Thursday, May 14, 2009

Seven problems in US elections

  1. Primaries. They're fixed in such a way that different states matter different amounts for different parties' candidates, and in some cases, the primaries either don't matter or, in areas with by-party primaries and landslide support for one or the other party, decide all too much.
  2. The electoral college. Contrary to popular opinion, the electoral college amplifies the effect of large states and makes small states matter less. In practice, since politics is regional, this means a few states have disproportionate leverage and gain special treatment from presidential candidates.
  3. Plurality voting. There are tons of better alternatives, from instant runoffs to the Borda count to approval voting.
  4. "Third party" candidates. See #3 - there are better ways to do elections that aren't nearly as vulnerable to the spoiler effect, but while you have a plurality election, third party candidates have at best the effect of trying to make sure that the two major parties don't completely ignore their radical wings.
  5. Campaign finance. There are good things about the system in place, but that doesn't mean it can't still be fixed.

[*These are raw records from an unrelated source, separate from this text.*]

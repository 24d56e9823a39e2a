//! # Spectral Analyzer Module
//!
//! Turns a time-domain audio frame into an amplitude spectrum for the
//! frequency-domain peak detector.
//!
//! ## Features
//! - FFT planned once per transform size using RustFFT
//! - Hamming windowing for reduced spectral leakage
//! - Allocation-free analysis path for the real-time capture callback
//! - Nyquist-limited output (`transform_size / 2` bins)

use rustfft::{num_complex::Complex, Fft, FftPlanner};
use std::sync::Arc;

/// Builds Hamming window coefficients for a frame of `n` samples.
///
/// # Arguments
/// * `n` - Frame length in samples
///
/// # Returns
/// * `Vec<f32>` - One multiplier per sample, `0.54 - 0.46 * cos(2πi / (n - 1))`
pub fn hamming_window(n: usize) -> Vec<f32> {
    if n < 2 {
        return vec![1.0; n];
    }
    let n_minus_1 = (n - 1) as f32;
    (0..n)
        .map(|i| 0.54 - 0.46 * (2.0 * std::f32::consts::PI * i as f32 / n_minus_1).cos())
        .collect()
}

/// A forward FFT with its window and scratch space prepared up front.
///
/// The only state carried between calls is the window, the plan and the
/// scratch buffers, all of which are fully overwritten on every call. Two
/// calls with the same frame give the same spectrum.
pub struct SpectralAnalyzer {
    transform_size: usize,
    window: Vec<f32>,
    fft: Arc<dyn Fft<f32>>,
    buffer: Vec<Complex<f32>>,
    scratch: Vec<Complex<f32>>,
}

impl std::fmt::Debug for SpectralAnalyzer {
    fn fmt(&self, f: &mut std::fmt::Formatter<'_>) -> std::fmt::Result {
        f.debug_struct("SpectralAnalyzer")
            .field("transform_size", &self.transform_size)
            .finish_non_exhaustive()
    }
}

impl SpectralAnalyzer {
    /// Plans an FFT of `transform_size` points and precomputes its window.
    pub fn new(transform_size: usize) -> Self {
        let mut planner = FftPlanner::new();
        let fft = planner.plan_fft_forward(transform_size);
        let scratch_len = fft.get_inplace_scratch_len();
        Self {
            transform_size,
            window: hamming_window(transform_size),
            fft,
            buffer: vec![Complex::new(0.0, 0.0); transform_size],
            scratch: vec![Complex::new(0.0, 0.0); scratch_len],
        }
    }

    pub fn transform_size(&self) -> usize {
        self.transform_size
    }

    /// Number of spectrum bins produced per frame.
    pub fn bin_count(&self) -> usize {
        self.transform_size / 2
    }

    /// Analyzes a frame and returns a freshly allocated spectrum.
    pub fn analyze(&mut self, frame: &[f32]) -> Vec<f32> {
        let mut bins = vec![0.0; self.bin_count()];
        self.analyze_into(frame, &mut bins);
        bins
    }

    /// Analyzes a frame into `out` without allocating.
    ///
    /// Samples past `transform_size` are ignored and a short frame is zero
    /// padded. At most `out.len()` bins are written, the rest of `out` is
    /// left untouched.
    pub fn analyze_into(&mut self, frame: &[f32], out: &mut [f32]) {
        for (i, slot) in self.buffer.iter_mut().enumerate() {
            let sample = frame.get(i).copied().unwrap_or(0.0);
            *slot = Complex::new(sample * self.window[i], 0.0);
        }

        self.fft.process_with_scratch(&mut self.buffer, &mut self.scratch);

        for (bin, c) in out.iter_mut().zip(self.buffer.iter().take(self.bin_count())) {
            *bin = c.norm(); // .norm() is sqrt(re^2 + im^2)
        }
    }
}

#[cfg(test)]
mod tests {
    use super::*;

    #[test]
    fn test_window_shape() {
        let w = hamming_window(2048);
        assert!((w[0] - 0.08).abs() < 1e-6);
        assert!((w[2047] - 0.08).abs() < 1e-6);
        assert!(w[1023] > 0.99);
    }

    #[test]
    fn test_silence_gives_zero_spectrum() {
        let mut analyzer = SpectralAnalyzer::new(2048);
        let bins = analyzer.analyze(&vec![0.0; 2048]);
        assert_eq!(bins.len(), 1024);
        assert!(bins.iter().all(|&b| b == 0.0));
    }

    #[test]
    fn test_sine_peaks_at_expected_bin() {
        let n = 2048;
        let mut analyzer = SpectralAnalyzer::new(n);
        // Exactly 64 cycles over the frame lands on bin 64
        let frame: Vec<f32> = (0..n)
            .map(|i| (2.0 * std::f32::consts::PI * 64.0 * i as f32 / n as f32).sin())
            .collect();
        let bins = analyzer.analyze(&frame);
        let peak = bins
            .iter()
            .enumerate()
            .max_by(|a, b| a.1.partial_cmp(b.1).unwrap())
            .map(|(i, _)| i)
            .unwrap();
        assert_eq!(peak, 64);
    }

    #[test]
    fn test_no_carry_over_between_calls() {
        let n = 2048;
        let mut analyzer = SpectralAnalyzer::new(n);
        let tone: Vec<f32> = (0..n).map(|i| (i as f32 * 0.3).sin()).collect();
        let noise: Vec<f32> = (0..n).map(|i| ((i * 7919) % 13) as f32 / 13.0 - 0.5).collect();

        let first = analyzer.analyze(&tone);
        let _ = analyzer.analyze(&noise);
        let again = analyzer.analyze(&tone);
        assert_eq!(first, again);
    }

    #[test]
    fn test_short_frame_is_zero_padded() {
        let mut analyzer = SpectralAnalyzer::new(2048);
        let bins = analyzer.analyze(&[0.0; 16]);
        assert!(bins.iter().all(|&b| b == 0.0));
    }
}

  6. The public polling horserace. I like to follow the polls just as much as the next person, but I think sometimes we spent too much effort trying to figure out what groups are "key" to an election and who will win by how much.
  7. The median voter theorem applies to public perceptions, not reality. We really could use better honesty, accountability, and more clearly differentiated options that don't simply talk past each other in code designed to reach the base and bypass the moderates.